What Is Angular Resolution?
Angular resolution is the smallest angle between two distinct points that an optical instrument — a telescope, camera lens, microscope, or eye — can clearly separate. The fundamental limit is set by diffraction: light bending around the edge of a circular aperture. This calculator applies the Rayleigh criterion to find that diffraction-limited resolving power for any wavelength and aperture diameter.
How to Use the Calculator
Enter the wavelength of the light in nanometers (visible light is roughly 400–700 nm; 550 nm is a common green reference) and the diameter of the aperture in meters (for a telescope, this is the mirror or lens diameter). The calculator returns the minimum resolvable angle in radians and in arcseconds, where a smaller angle means finer detail can be distinguished.
The Formula Explained
The Rayleigh criterion is $$\theta = 1.22 \times \frac{\text{Wavelength (nm)} \times 10^{-9}}{\text{Aperture Diameter (m)}}$$ where \(\theta\) is the angular resolution in radians, \(\lambda\) is the wavelength, \(D\) is the aperture diameter, and \(1.22\) is a constant derived from the first zero of the Airy diffraction pattern of a circular aperture. To convert radians to arcseconds, multiply by 206,265 (the number of arcseconds in one radian).
Worked Example
Consider a telescope with a 0.1 m aperture observing green light at \(\lambda = 550 \text{ nm} = 550 \times 10^{-9} \text{ m}\).

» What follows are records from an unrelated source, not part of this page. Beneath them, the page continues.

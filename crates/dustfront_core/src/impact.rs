//! Impact resolution: direct damage, splash, destruction, craters.
//!
//! Converts projectile impact notifications into map mutations. The map
//! itself stays behind the narrow [`BattleMap`] contract so the combat
//! engine never owns world state; it only reads occupancy and writes
//! damage and decals through it.

use std::collections::HashSet;

use serde::{Deserialize, Serialize};

use crate::direction::Direction;
use crate::events::{CombatEvent, CombatantId, ObjectId};
use crate::fire_source::ProjectileScale;
use crate::math::{fixed_serde, Fixed, Vec2Fixed};

/// Side length of one map block in world units.
pub const BLOCK_SIZE: u32 = 32;

/// Fraction of direct damage applied to splash neighbors.
///
/// Explosive impacts deal a quarter of their damage to each occupied
/// neighboring block.
pub const SPLASH_DIVISOR: u32 = 4;

/// Crater texture variants in the shared heavy/medium pool.
pub const LARGE_CRATER_VARIANTS: u32 = 4;

/// Crater texture variants in the small pool.
pub const SMALL_CRATER_VARIANTS: u32 = 4;

/// Map block coordinates.
#[derive(Debug, Clone, Copy, PartialEq, Eq, Hash, Serialize, Deserialize)]
pub struct BlockPos {
    /// Block column.
    pub x: i32,
    /// Block row.
    pub y: i32,
}

impl BlockPos {
    /// Create block coordinates.
    #[must_use]
    pub const fn new(x: i32, y: i32) -> Self {
        Self { x, y }
    }

    /// Block containing a world position.
    #[must_use]
    pub fn from_world(position: Vec2Fixed) -> Self {
        let size = Fixed::from_num(BLOCK_SIZE);
        Self {
            x: (position.x / size).floor().to_num::<i32>(),
            y: (position.y / size).floor().to_num::<i32>(),
        }
    }

    /// Neighboring block one step in `direction`.
    #[must_use]
    pub fn neighbor(self, direction: Direction) -> Self {
        let offset = direction.grid_offset();
        Self {
            x: self.x + offset.x.to_num::<i32>(),
            y: self.y + offset.y.to_num::<i32>(),
        }
    }
}

/// Which crater texture pool a decal draws from.
#[derive(Debug, Clone, Copy, PartialEq, Eq, Hash, Serialize, Deserialize)]
pub enum CraterPool {
    /// Shared pool for heavy and medium impacts.
    Large,
    /// Pool for small-arms impacts.
    Small,
}

impl CraterPool {
    /// Pool for a projectile scale class.
    #[must_use]
    pub const fn for_scale(scale: ProjectileScale) -> Self {
        match scale {
            ProjectileScale::Heavy | ProjectileScale::Medium => CraterPool::Large,
            ProjectileScale::Small => CraterPool::Small,
        }
    }

    /// Number of texture variants in this pool.
    #[must_use]
    pub const fn variants(self) -> u32 {
        match self {
            CraterPool::Large => LARGE_CRATER_VARIANTS,
            CraterPool::Small => SMALL_CRATER_VARIANTS,
        }
    }
}

/// A crater decal placed on the map.
#[derive(Debug, Clone, Copy, PartialEq, Eq, Serialize, Deserialize)]
pub struct CraterDecal {
    /// Exact world position of the impact; the sub-block offset within
    /// the impacted block is preserved.
    pub position: Vec2Fixed,
    /// Texture pool the decal draws from.
    pub pool: CraterPool,
    /// Variant index within the pool.
    pub texture_index: u32,
    /// Visual scale factor. Large-pool craters vary in [0.75, 1.25);
    /// small-pool craters always render at 1.
    #[serde(with = "fixed_serde")]
    pub visual_scale: Fixed,
}

/// World-state contract the impact resolver operates through.
///
/// Implemented by the map/world systems; the resolver holds no owning
/// reference to any of it.
pub trait BattleMap {
    /// Object occupying a block, if any. Multi-block objects report
    /// themselves from every block they cover.
    fn occupant_at(&self, block: BlockPos) -> Option<ObjectId>;

    /// Apply damage to an object and return its remaining hit points.
    fn apply_damage(&mut self, object: ObjectId, amount: u32) -> u32;

    /// Center of an object in world coordinates.
    fn object_center(&self, object: ObjectId) -> Vec2Fixed;

    /// Configured destruction animation of an object, if it has one.
    fn destruction_animation(&self, object: ObjectId) -> Option<String>;

    /// Place a crater decal.
    fn place_crater(&mut self, crater: CraterDecal);
}

/// Simple deterministic RNG for crater variant selection.
struct CraterRng {
    state: u64,
}

impl CraterRng {
    fn new(seed: u64) -> Self {
        Self {
            state: seed.wrapping_add(0x9E37_79B9_7F4A_7C15),
        }
    }

    fn next(&mut self) -> u64 {
        self.state = self.state.wrapping_mul(0x5DEE_CE66D).wrapping_add(11);
        self.state
    }

    fn next_index(&mut self, bound: u32) -> u32 {
        if bound == 0 {
            return 0;
        }
        (self.next() % u64::from(bound)) as u32
    }

    fn next_fraction(&mut self) -> Fixed {
        Fixed::from_num(self.next() % 10000) / Fixed::from_num(10000)
    }
}

/// Resolves projectile impacts into damage, destruction and craters.
///
/// Stateless apart from the crater RNG; construct once per simulation
/// and seed it explicitly when reproducibility matters.
pub struct ImpactResolver {
    rng: CraterRng,
}

impl ImpactResolver {
    /// Resolver with a fixed default seed.
    #[must_use]
    pub fn new() -> Self {
        Self::with_seed(0)
    }

    /// Resolver with an explicit crater RNG seed.
    #[must_use]
    pub fn with_seed(seed: u64) -> Self {
        Self {
            rng: CraterRng::new(seed),
        }
    }

    /// Resolve one impact against the map.
    ///
    /// Direct damage goes to the impacted block's occupant. Explosive
    /// impacts additionally deal a quarter damage to each of the eight
    /// neighboring blocks' occupants - the primary occupant is excluded
    /// and no object is damaged twice - and leave a crater decal. Any
    /// object whose hit points reach zero here is reported as
    /// [`CombatEvent::ObjectDestroyed`].
    pub fn resolve(
        &mut self,
        map: &mut dyn BattleMap,
        target: Vec2Fixed,
        damage: u32,
        explosive: bool,
        scale: ProjectileScale,
        shooter: CombatantId,
        events: &mut Vec<CombatEvent>,
    ) {
        let block = BlockPos::from_world(target);
        let mut processed: HashSet<ObjectId> = HashSet::new();
        let mut destroyed: Vec<ObjectId> = Vec::new();

        if let Some(object) = map.occupant_at(block) {
            processed.insert(object);
            if map.apply_damage(object, damage) == 0 {
                destroyed.push(object);
            }
        }

        if explosive {
            let splash = damage / SPLASH_DIVISOR;
            for direction in Direction::ALL {
                let Some(object) = map.occupant_at(block.neighbor(direction)) else {
                    continue;
                };
                // Skips the primary occupant and multi-block objects
                // already hit through another cell.
                if !processed.insert(object) {
                    continue;
                }
                if map.apply_damage(object, splash) == 0 {
                    destroyed.push(object);
                }
            }
        }

        for object in destroyed {
            tracing::debug!(object, shooter, "object destroyed by impact");
            events.push(CombatEvent::ObjectDestroyed {
                object,
                center: map.object_center(object),
                animation: map.destruction_animation(object),
            });
        }

        if explosive {
            map.place_crater(self.pick_crater(target, scale));
        }
    }

    /// Resolve a [`CombatEvent::ProjectileImpact`], ignoring other events.
    ///
    /// Returns whether the event was an impact.
    pub fn resolve_event(
        &mut self,
        map: &mut dyn BattleMap,
        event: &CombatEvent,
        events: &mut Vec<CombatEvent>,
    ) -> bool {
        match event {
            CombatEvent::ProjectileImpact {
                target,
                damage,
                explosive,
                scale,
                shooter,
            } => {
                self.resolve(map, *target, *damage, *explosive, *scale, *shooter, events);
                true
            }
            _ => false,
        }
    }

    fn pick_crater(&mut self, position: Vec2Fixed, scale: ProjectileScale) -> CraterDecal {
        let pool = CraterPool::for_scale(scale);
        let texture_index = self.rng.next_index(pool.variants());
        let visual_scale = match pool {
            CraterPool::Large => {
                Fixed::from_num(0.75) + self.rng.next_fraction() / Fixed::from_num(2)
            }
            CraterPool::Small => Fixed::from_num(1),
        };
        CraterDecal {
            position,
            pool,
            texture_index,
            visual_scale,
        }
    }
}

impl Default for ImpactResolver {
    fn default() -> Self {
        Self::new()
    }
}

Then $$\theta = 1.22 \times \frac{550 \times 10^{-9}}{0.1} = 6.71 \times 10^{-6} \text{ radians}$$ Converting: \(6.71 \times 10^{-6} \times 206265 \approx 1.38\) arcseconds. So this telescope can just separate two stars 1.38 arcseconds apart.
Constants & Reference Values
The Rayleigh criterion for a circular aperture is \(\theta = 1.22\,\lambda / D\), where \(\theta\) is the minimum resolvable angular separation (radians), \(\lambda\) is the wavelength of light, and \(D\) is the aperture diameter. The constants and reference values below are used in the calculation and in converting the result to practical units.

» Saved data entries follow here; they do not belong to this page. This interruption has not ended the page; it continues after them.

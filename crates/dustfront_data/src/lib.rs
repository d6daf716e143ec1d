//! Descriptor loading for the Dustfront combat engine.
//!
//! Loads weapon (fire source) and gun descriptors from RON files,
//! validates them and registers them in an [`ArsenalRegistry`]. The
//! registry is the only way to instantiate runtime combat state: every
//! instantiation clones fresh, unshared state, so combatants sharing one
//! descriptor never share fire sources or in-flight projectiles.
//!
//! Loading is all-or-nothing: any malformed file, unknown direction
//! token or failed validation fails the whole load and leaves no
//! partially-registered state behind. Instantiating from an id that was
//! never loaded fails fast with a distinct error.

#![forbid(unsafe_code)]
#![warn(missing_docs)]
#![warn(clippy::all, clippy::pedantic)]

use std::collections::HashMap;
use std::io::Read;
use std::path::Path;

use serde::{Deserialize, Serialize};
use thiserror::Error;

use dustfront_core::data::{FireSourceData, GunData, PresencePolicy};
use dustfront_core::direction::Direction;
use dustfront_core::fire_source::{FireSource, ProjectileKind, ProjectileScale};
use dustfront_core::firing_logic::FiringLogic;
use dustfront_core::math::{fixed_serde, Fixed, Vec2Fixed};
use dustfront_core::rotating_gun::RotatingGun;
use dustfront_core::specs::FiringProfile;

/// Errors that can occur during descriptor loading.
#[derive(Debug, Error)]
pub enum DataLoadError {
    /// Failed to read file.
    #[error("Failed to read file '{path}': {source}")]
    IoError {
        /// Path to the file.
        path: String,
        /// Underlying IO error.
        #[source]
        source: std::io::Error,
    },

    /// Failed to parse RON file.
    #[error("Failed to parse RON file '{path}': {source}")]
    ParseError {
        /// Path to the file.
        path: String,
        /// Underlying parse error.
        #[source]
        source: ron::error::SpannedError,
    },

    /// Descriptor validation failed.
    #[error("Validation failed for descriptor '{id}': {errors:?}")]
    ValidationError {
        /// Descriptor that failed validation.
        id: String,
        /// List of validation errors.
        errors: Vec<String>,
    },

    /// A per-direction table used a token that names no direction.
    #[error("Unknown direction token '{token}' in '{path}'")]
    UnknownDirection {
        /// Path to the file.
        path: String,
        /// The offending token.
        token: String,
    },

    /// A per-direction table listed the same direction twice.
    #[error("Duplicate direction '{token}' in '{path}'")]
    DuplicateDirection {
        /// Path to the file.
        path: String,
        /// The duplicated token.
        token: String,
    },

    /// A per-direction table is missing a direction.
    #[error("Missing direction '{token}' in '{path}'")]
    MissingDirection {
        /// Path to the file.
        path: String,
        /// The absent token.
        token: String,
    },

    /// Duplicate descriptor ID.
    #[error("Duplicate descriptor ID: '{0}'")]
    DuplicateId(String),

    /// Instantiation from an ID that was never loaded.
    #[error("Descriptor '{0}' is not loaded")]
    NotLoaded(String),
}

/// Result type for data loading operations.
pub type DataLoadResult<T> = Result<T, DataLoadError>;

/// Weapon descriptor as authored on disk.
///
/// Per-direction tables are keyed by direction token rather than ring
/// index, so descriptors stay readable; conversion into
/// [`FireSourceData`] validates the tokens.
///
/// # Example RON
///
/// ```ron
/// WeaponDoc(
///     id: "tank_cannon",
///     kind: Shell,
///     scale: Medium,
///     gun_count: 1,
///     projectile_speed: 42949672960,  // Fixed-point for 10.0
///     fire_points: [
///         ("north", (x: 0, y: 6442450944)),
///         // ... seven more, one per direction
///     ],
/// )
/// ```
#[derive(Debug, Clone, Serialize, Deserialize)]
pub struct WeaponDoc {
    /// Unique string identifier.
    pub id: String,
    /// Projectile kind.
    pub kind: ProjectileKind,
    /// Projectile scale class.
    pub scale: ProjectileScale,
    /// Number of barrels rendered.
    pub gun_count: u32,
    /// Projectile speed (fixed-point bits).
    #[serde(with = "fixed_serde")]
    pub projectile_speed: Fixed,
    /// Launch offset per direction token.
    pub fire_points: Vec<(String, Vec2Fixed)>,
    /// Presence policy; defaults to both modes.
    #[serde(default)]
    pub presence: PresencePolicy,
}

/// Gun descriptor as authored on disk.
#[derive(Debug, Clone, Serialize, Deserialize)]
pub struct GunDoc {
    /// Unique string identifier.
    pub id: String,
    /// Texture atlas name.
    pub atlas: String,
    /// Sprite name per direction token.
    pub textures: Vec<(String, String)>,
    /// Sprite width (fixed-point bits).
    #[serde(with = "fixed_serde")]
    pub width: Fixed,
    /// Sprite height (fixed-point bits).
    #[serde(with = "fixed_serde")]
    pub height: Fixed,
    /// Recoil displacement per shot (fixed-point bits).
    #[serde(with = "fixed_serde")]
    pub recoil: Fixed,
    /// Recoil decay per second (fixed-point bits).
    #[serde(with = "fixed_serde")]
    pub recoil_resistance: Fixed,
    /// Rotation speed in steps per second (fixed-point bits).
    #[serde(with = "fixed_serde")]
    pub rotation_speed: Fixed,
    /// Pivot offset per direction token.
    pub rotation_offsets: Vec<(String, Vec2Fixed)>,
}

/// Resolve a token-keyed table into a ring-ordered array.
///
/// Every direction must appear exactly once; unknown and duplicate
/// tokens fail the load instead of being skipped.
fn direction_table<T: Clone>(
    path: &str,
    entries: &[(String, T)],
) -> DataLoadResult<[T; 8]> {
    let mut slots: [Option<T>; 8] = Default::default();
    for (token, value) in entries {
        let direction =
            Direction::from_name(token).ok_or_else(|| DataLoadError::UnknownDirection {
                path: path.to_string(),
                token: token.clone(),
            })?;
        let slot = &mut slots[direction.index() as usize];
        if slot.is_some() {
            return Err(DataLoadError::DuplicateDirection {
                path: path.to_string(),
                token: token.clone(),
            });
        }
        *slot = Some(value.clone());
    }

    for direction in Direction::ALL {
        if slots[direction.index() as usize].is_none() {
            return Err(DataLoadError::MissingDirection {
                path: path.to_string(),
                token: direction.name().to_string(),
            });
        }
    }

    Ok(slots.map(|slot| slot.expect("all slots filled above")))
}

impl WeaponDoc {
    /// Convert into validated core descriptor data.
    pub fn into_data(self, path: &str) -> DataLoadResult<FireSourceData> {
        let fire_points = direction_table(path, &self.fire_points)?;
        let data = FireSourceData {
            id: self.id,
            kind: self.kind,
            scale: self.scale,
            gun_count: self.gun_count,
            projectile_speed: self.projectile_speed,
            fire_points,
            presence: self.presence,
        };

        let errors = data.validate();
        if !errors.is_empty() {
            return Err(DataLoadError::ValidationError {
                id: data.id,
                errors,
            });
        }
        Ok(data)
    }

    /// Build the on-disk document form of core descriptor data.
    #[must_use]
    pub fn from_data(data: &FireSourceData) -> Self {
        Self {
            id: data.id.clone(),
            kind: data.kind,
            scale: data.scale,
            gun_count: data.gun_count,
            projectile_speed: data.projectile_speed,
            fire_points: Direction::ALL
                .iter()
                .map(|d| {
                    (
                        d.name().to_string(),
                        data.fire_points[d.index() as usize],
                    )
                })
                .collect(),
            presence: data.presence,
        }
    }
}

| Quantity | Value | Notes |
|---|---|---|
| Airy/Bessel diffraction factor | 1.22 | Dimensionless. Comes from the first zero of the Airy diffraction pattern (first zero of the Bessel function \(J_1\) at \(\approx 3.8317\), and \(3.8317/\pi \approx 1.2197\)). |
| Arcseconds per radian | 206265 | \(1\text{ rad} = \dfrac{180}{\pi}\times 3600 \approx 206265''\). Multiply a result in radians by this to get arcseconds. |
| Green reference wavelength | 550 nm | Common default for visible-light resolution near the peak sensitivity of the human eye (\(550\text{ nm} = 5.5\times10^{-7}\,\text{m}\)). |
| Visible band | 400–700 nm | Approximate range of human-visible wavelengths (violet to deep red). |
| Wavelength units (\(\lambda\)) | nm (input), m (formula) | Enter wavelength in nanometers; the calculator multiplies by \(10^{-9}\) to convert to meters before dividing. |
| Aperture units (\(D\)) | meters | Enter the clear aperture diameter in meters (e.g. a 200 mm telescope = 0.2 m). |
FAQ
Why 1.22? It comes from the first minimum of the Airy pattern (the 1.22 factor relates to the Bessel function zero) produced by a circular aperture.

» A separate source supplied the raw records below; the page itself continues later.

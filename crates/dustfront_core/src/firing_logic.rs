//! Reload/shot-interval/volley state machine.
//!
//! A firing logic owns an ordered, name-keyed collection of fire sources
//! and dispatches enqueued volleys one shot at a time, cycling the
//! sources round-robin. All waiting is expressed as accumulated elapsed
//! time compared against thresholds once per tick; nothing suspends.
//!
//! # Timing model
//!
//! Within one volley, shots are spaced at least `shot_interval` apart.
//! The reload timer is never reset mid-volley: it resets when the final
//! shot of a volley fires, so `reload_speed` behaves as a cooldown
//! between volleys rather than a per-shot cost. A shot is attempted once
//! the shot timer reaches the smaller of the two thresholds and fires
//! only if the reload timer has also reached `reload_speed`.

use std::collections::HashMap;

use serde::{Deserialize, Serialize};

use crate::direction::Direction;
use crate::error::{CombatError, Result};
use crate::events::{CombatEvent, CombatantId};
use crate::fire_source::FireSource;
use crate::math::{fixed_serde, Fixed, Vec2Fixed};
use crate::specs::{DamageValueProvider, FiringProfile};

/// A fire source with the name its descriptor registered it under.
#[derive(Debug, Clone, PartialEq, Eq, Serialize, Deserialize)]
struct NamedSource {
    name: String,
    source: FireSource,
}

/// Volley state machine over an ordered list of fire sources.
#[derive(Debug, Clone, PartialEq, Eq, Serialize, Deserialize)]
pub struct FiringLogic {
    /// Sources in registration order. The round-robin cursor indexes into
    /// this list; iteration order is never inferred from the name map.
    sources: Vec<NamedSource>,
    /// Name to list-index lookup.
    name_index: HashMap<String, usize>,
    /// Round-robin cursor into `sources`.
    cursor: usize,
    /// Shots left in the current volley.
    enqueued: u32,
    /// Seconds since the last dispatched shot.
    #[serde(with = "fixed_serde")]
    since_last_shot: Fixed,
    /// Seconds since the last volley completed.
    #[serde(with = "fixed_serde")]
    since_reload: Fixed,
    /// Whether `enqueue_shots` has ever been called.
    primed: bool,
    /// Volley cancellation requested, applied on the next evaluated tick.
    clear_requested: bool,
    /// Current aim point, if any.
    target: Option<Vec2Fixed>,
    /// Shot scheduling per mode.
    profile: FiringProfile,
}

impl FiringLogic {
    /// Create an empty firing logic with the given scheduling profile.
    #[must_use]
    pub fn new(profile: FiringProfile) -> Self {
        Self {
            sources: Vec::new(),
            name_index: HashMap::new(),
            cursor: 0,
            enqueued: 0,
            since_last_shot: Fixed::ZERO,
            since_reload: Fixed::ZERO,
            primed: false,
            clear_requested: false,
            target: None,
            profile,
        }
    }

    /// Scheduling profile this logic runs on.
    #[must_use]
    pub const fn profile(&self) -> &FiringProfile {
        &self.profile
    }

    /// Register a fire source under a unique name.
    ///
    /// Registration order is the round-robin order.
    pub fn add_source(&mut self, name: impl Into<String>, source: FireSource) -> Result<()> {
        let name = name.into();
        if self.name_index.contains_key(&name) {
            return Err(CombatError::DuplicateFireSource(name));
        }
        self.name_index.insert(name.clone(), self.sources.len());
        self.sources.push(NamedSource { name, source });
        Ok(())
    }

    /// Look up a fire source by name.
    pub fn source(&self, name: &str) -> Result<&FireSource> {
        self.name_index
            .get(name)
            .map(|&i| &self.sources[i].source)
            .ok_or_else(|| CombatError::UnknownFireSource(name.to_string()))
    }

    /// Look up a fire source mutably by name.
    pub fn source_mut(&mut self, name: &str) -> Result<&mut FireSource> {
        match self.name_index.get(name) {
            Some(&i) => Ok(&mut self.sources[i].source),
            None => Err(CombatError::UnknownFireSource(name.to_string())),
        }
    }

    /// Iterate sources with their names, in round-robin order.
    pub fn sources(&self) -> impl Iterator<Item = (&str, &FireSource)> {
        self.sources.iter().map(|n| (n.name.as_str(), &n.source))
    }

    /// Number of registered fire sources.
    #[must_use]
    pub fn source_count(&self) -> usize {
        self.sources.len()
    }

    /// Set the aim point.
    pub fn set_target(&mut self, target: Vec2Fixed) {
        self.target = Some(target);
    }

    /// Current aim point, if any.
    #[must_use]
    pub const fn target(&self) -> Option<Vec2Fixed> {
        self.target
    }

    /// Whether an aim point is set.
    #[must_use]
    pub const fn has_target(&self) -> bool {
        self.target.is_some()
    }

    /// Clear the aim point.
    ///
    /// Pending volley shots stay enqueued; they simply cannot fire until
    /// a target is set again.
    pub fn clear_target(&mut self) {
        self.target = None;
    }

    /// Shots left in the current volley.
    #[must_use]
    pub const fn enqueued_shots(&self) -> u32 {
        self.enqueued
    }

    /// Start a new volley for the active mode.
    ///
    /// No-op while a volley is still pending: a new volley can only start
    /// once the previous one has fully fired. The first call ever made on
    /// an instance primes both timers to zero so the first shot is gated
    /// by the reload threshold rather than the shot interval.
    pub fn enqueue_shots(&mut self, siege_mode: bool) {
        if self.enqueued != 0 {
            return;
        }
        if !self.primed {
            self.primed = true;
            self.since_last_shot = Fixed::ZERO;
            self.since_reload = Fixed::ZERO;
        }
        self.enqueued = self.profile.for_mode(siege_mode).shot_count;
    }

    /// Drop the current volley.
    ///
    /// Cooperative: takes effect on the next evaluated tick, never
    /// mid-frame.
    pub fn remove_enqueued_shots(&mut self) {
        self.clear_requested = true;
    }

    /// Whether this logic can be torn down.
    ///
    /// True only once every source's dispatched projectiles have landed.
    #[must_use]
    pub fn can_be_removed(&self) -> bool {
        self.sources.iter().all(|n| n.source.can_be_removed())
    }

    /// Advance the state machine by `delta` seconds.
    ///
    /// Always advances every owned source's projectile flights,
    /// regardless of target state. A shot is attempted only when a target
    /// is set, no mode toggle is in progress and a volley is pending.
    /// `facing` of `None` at that point cancels the entire volley
    /// silently - defined behavior, not an error.
    ///
    /// Returns whether a shot was dispatched this tick.
    pub fn update(
        &mut self,
        toggling_siege_mode: bool,
        siege_mode: bool,
        facing: Option<Direction>,
        delta: Fixed,
        anchor: Vec2Fixed,
        shooter: CombatantId,
        provider: &dyn DamageValueProvider,
        events: &mut Vec<CombatEvent>,
    ) -> bool {
        for named in &mut self.sources {
            named.source.advance(delta, shooter, provider, events);
        }

        // The clocks run whether or not a shot is attempted; firing resets
        // them below.
        self.since_last_shot += delta;
        self.since_reload += delta;

        if self.clear_requested {
            self.clear_requested = false;
            self.enqueued = 0;
        }

        let mut fired = false;
        if !toggling_siege_mode && self.enqueued > 0 {
            if let Some(target) = self.target {
                match facing {
                    None => {
                        // Whole volley cancelled: no projectile, no damage.
                        tracing::debug!(shooter, "volley cancelled, no facing direction");
                        self.enqueued = 0;
                        self.since_last_shot = Fixed::ZERO;
                    }
                    Some(direction) => {
                        fired = self.try_fire(siege_mode, direction, anchor, target, shooter, events);
                    }
                }
            }
        }
        fired
    }

    /// Evaluate the firing gates and dispatch at most one shot.
    fn try_fire(
        &mut self,
        siege_mode: bool,
        direction: Direction,
        anchor: Vec2Fixed,
        target: Vec2Fixed,
        shooter: CombatantId,
        events: &mut Vec<CombatEvent>,
    ) -> bool {
        let data = *self.profile.for_mode(siege_mode);
        if self.since_last_shot < data.shot_gate() || self.since_reload < data.reload_speed {
            return false;
        }
        if self.sources.is_empty() {
            return false;
        }

        // The cursor advances on every attempt; a disabled or absent
        // source consumes its turn without firing. Changing this would
        // shift the shot distribution and with it game balance.
        let index = self.cursor;
        self.cursor = (self.cursor + 1) % self.sources.len();

        let named = &mut self.sources[index];
        if !named.source.is_enabled() || !named.source.present_for(siege_mode) {
            tracing::debug!(source = %named.name, "fire source skipped, turn consumed");
            return false;
        }

        let launch = named.source.fire(direction, anchor, target);
        self.enqueued -= 1;
        self.since_last_shot = Fixed::ZERO;
        if self.enqueued == 0 {
            // Volley complete; reload cooldown starts now.
            self.since_reload = Fixed::ZERO;
        }

        events.push(CombatEvent::VolleyFired {
            shooter,
            source: named.name.clone(),
            direction,
            launch,
            target,
            remaining: self.enqueued,
        });
        true
    }
}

Does a bigger aperture help? Yes. Resolution improves (the angle gets smaller) as aperture diameter increases, which is why large telescopes resolve finer detail.
Why does shorter wavelength resolve better? Because \(\theta\) is proportional to \(\lambda\), blue light (shorter wavelength) gives finer resolution than red light for the same aperture.